**What is expected**
Below is a block of records; please copy all of them exactly.

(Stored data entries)

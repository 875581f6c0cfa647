use serde::{Deserialize, Serialize};
use crate::books::dto::BookDto;
use crate::catalog::domain::{BookUpdate, CatalogService};
use crate::core::command::{Command, CommandError};

pub struct UpdateBookCommand<'a> {
    catalog_service: &'a mut dyn CatalogService,
}

impl<'a> UpdateBookCommand<'a> {
    pub fn new(catalog_service: &'a mut dyn CatalogService) -> Self {
        Self {
            catalog_service,
        }
    }
}

// Fields left out, or sent blank, keep the book's current value.
#[derive(Debug, Deserialize)]
pub struct UpdateBookCommandRequest {
    pub old_title: String,
    #[serde(default)]
    pub title: Option<String>,
    #[serde(default)]
    pub author: Option<String>,
    #[serde(default)]
    pub genre: Option<String>,
    #[serde(default)]
    pub year: Option<i32>,
}

impl UpdateBookCommandRequest {
    pub fn new(old_title: &str, title: &str, author: &str, genre: &str, year: i32) -> Self {
        Self {
            old_title: old_title.to_string(),
            title: Some(title.to_string()),
            author: Some(author.to_string()),
            genre: Some(genre.to_string()),
            year: Some(year),
        }
    }

    pub fn build_update(&self) -> BookUpdate {
        BookUpdate {
            title: self.title.clone(),
            author: self.author.clone(),
            genre: self.genre.clone(),
            year: self.year,
        }
    }
}


#[derive(Debug, Serialize)]
pub struct UpdateBookCommandResponse {
    // None when no book carried the old title
    pub book: Option<BookDto>,
}

impl UpdateBookCommandResponse {
    pub fn new(book: Option<BookDto>) -> Self {
        Self {
            book,
        }
    }
}

impl<'a> Command<UpdateBookCommandRequest, UpdateBookCommandResponse> for UpdateBookCommand<'a> {
    fn execute(&mut self, req: UpdateBookCommandRequest) -> Result<UpdateBookCommandResponse, CommandError> {
        let update = req.build_update();
        self.catalog_service.update_book(req.old_title.as_str(), &update)
            .map_err(CommandError::from).map(UpdateBookCommandResponse::new)
    }
}

#[cfg(test)]
mod tests {
    use crate::books::dto::BookDto;
    use crate::catalog::command::add_book_cmd::{AddBookCommand, AddBookCommandRequest};
    use crate::catalog::command::update_book_cmd::{UpdateBookCommand, UpdateBookCommandRequest};
    use crate::catalog::domain::CatalogService;
    use crate::catalog::factory;
    use crate::core::command::Command;
    use crate::core::domain::Configuration;

    #[test]
    fn test_should_run_update_book() {
        let mut svc = factory::create_catalog_service(&Configuration::new("test"));
        AddBookCommand::new(svc.as_mut()).execute(AddBookCommandRequest::new("1984", "Orwell", "Fiction", 1948)).expect("should add book");

        let req = UpdateBookCommandRequest::new("1984", "Nineteen Eighty-Four", "Orwell", "Dystopian", 1949);
        let res = UpdateBookCommand::new(svc.as_mut()).execute(req).expect("should update book");
        let expected = BookDto::new("Nineteen Eighty-Four", "Orwell", "Dystopian", 1949);
        assert_eq!(Some(expected.clone()), res.book);
        assert_eq!(vec![expected], svc.list_books().expect("should list books"));
    }

    #[test]
    fn test_should_run_partial_update_from_json() {
        let mut svc = factory::create_catalog_service(&Configuration::new("test"));
        AddBookCommand::new(svc.as_mut()).execute(AddBookCommandRequest::new("Dune", "Herbert", "Sci-Fi", 1965)).expect("should add book");

        let req: UpdateBookCommandRequest = serde_json::from_str(r#"{"old_title": "Dune", "title": "", "genre": "Science Fiction"}"#).expect("should parse");
        UpdateBookCommand::new(svc.as_mut()).execute(req).expect("should update book");
        assert_eq!(vec![BookDto::new("Dune", "Herbert", "Science Fiction", 1965)], svc.list_books().expect("should list books"));
    }

    #[test]
    fn test_should_report_missing_book() {
        let mut svc = factory::create_catalog_service(&Configuration::new("test"));
        let req = UpdateBookCommandRequest::new("1984", "Nineteen Eighty-Four", "Orwell", "Dystopian", 1949);
        let res = UpdateBookCommand::new(svc.as_mut()).execute(req).expect("should not fail");
        assert_eq!(None, res.book);
        assert!(svc.list_books().expect("should list books").is_empty());
    }
}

**Task result**
repository 875581f6c0cfa647
use serde::{Deserialize, Serialize};
use crate::books::dto::BookDto;
use crate::catalog::domain::{BookUpdate, CatalogService};
use crate::core::command::{Command, CommandError};

pub struct UpdateBookCommand<'a> {
    catalog_service: &'a mut dyn CatalogService,
}

impl<'a> UpdateBookCommand<'a> {
    pub fn new(catalog_service: &'a mut dyn CatalogService) -> Self {
        Self {
            catalog_service,
        }
    }
}

// Fields left out, or sent blank, keep the book's current value.
#[derive(Debug, Deserialize)]
pub struct UpdateBookCommandRequest {
    pub old_title: String,
    #[serde(default)]
    pub title: Option<String>,
    #[serde(default)]
    pub author: Option<String>,
    #[serde(default)]
    pub genre: Option<String>,
    #[serde(default)]
    pub year: Option<i32>,
}

impl UpdateBookCommandRequest {
    pub fn new(old_title: &str, title: &str, author: &str, genre: &str, year: i32) -> Self {
        Self {
            old_title: old_title.to_string(),
            title: Some(title.to_string()),
            author: Some(author.to_string()),
            genre: Some(genre.to_string()),
            year: Some(year),
        }
    }

    pub fn build_update(&self) -> BookUpdate {
        BookUpdate {
            title: self.title.clone(),
            author: self.author.clone(),
            genre: self.genre.clone(),
            year: self.year,
        }
    }
}


#[derive(Debug, Serialize)]
pub struct UpdateBookCommandResponse {
    // None when no book carried the old title
    pub book: Option<BookDto>,
}

impl UpdateBookCommandResponse {
    pub fn new(book: Option<BookDto>) -> Self {
        Self {
            book,
        }
    }
}

impl<'a> Command<UpdateBookCommandRequest, UpdateBookCommandResponse> for UpdateBookCommand<'a> {
    fn execute(&mut self, req: UpdateBookCommandRequest) -> Result<UpdateBookCommandResponse, CommandError> {
        let update = req.build_update();
        self.catalog_service.update_book(req.old_title.as_str(), &update)
            .map_err(CommandError::from).map(UpdateBookCommandResponse::new)
    }
}

#[cfg(test)]
mod tests {
    use crate::books::dto::BookDto;
    use crate::catalog::command::add_book_cmd::{AddBookCommand, AddBookCommandRequest};
    use crate::catalog::command::update_book_cmd::{UpdateBookCommand, UpdateBookCommandRequest};
    use crate::catalog::domain::CatalogService;
    use crate::catalog::factory;
    use crate::core::command::Command;
    use crate::core::domain::Configuration;

    #[test]
    fn test_should_run_update_book() {
        let mut svc = factory::create_catalog_service(&Configuration::new("test"));
        AddBookCommand::new(svc.as_mut()).execute(AddBookCommandRequest::new("1984", "Orwell", "Fiction", 1948)).expect("should add book");

        let req = UpdateBookCommandRequest::new("1984", "Nineteen Eighty-Four", "Orwell", "Dystopian", 1949);
        let res = UpdateBookCommand::new(svc.as_mut()).execute(req).expect("should update book");
        let expected = BookDto::new("Nineteen Eighty-Four", "Orwell", "Dystopian", 1949);
        assert_eq!(Some(expected.clone()), res.book);
        assert_eq!(vec![expected], svc.list_books().expect("should list books"));
    }

    #[test]
    fn test_should_run_partial_update_from_json() {
        let mut svc = factory::create_catalog_service(&Configuration::new("test"));
        AddBookCommand::new(svc.as_mut()).execute(AddBookCommandRequest::new("Dune", "Herbert", "Sci-Fi", 1965)).expect("should add book");

        let req: UpdateBookCommandRequest = serde_json::from_str(r#"{"old_title": "Dune", "title": "", "genre": "Science Fiction"}"#).expect("should parse");
        UpdateBookCommand::new(svc.as_mut()).execute(req).expect("should update book");
        assert_eq!(vec![BookDto::new("Dune", "Herbert", "Science Fiction", 1965)], svc.list_books().expect("should list books"));
    }

    #[test]
    fn test_should_report_missing_book() {
        let mut svc = factory::create_catalog_service(&Configuration::new("test"));
        let req = UpdateBookCommandRequest::new("1984", "Nineteen Eighty-Four", "Orwell", "Dystopian", 1949);
        let res = UpdateBookCommand::new(svc.as_mut()).execute(req).expect("should not fail");
        assert_eq!(None, res.book);
        assert!(svc.list_books().expect("should list books").is_empty());
    }
}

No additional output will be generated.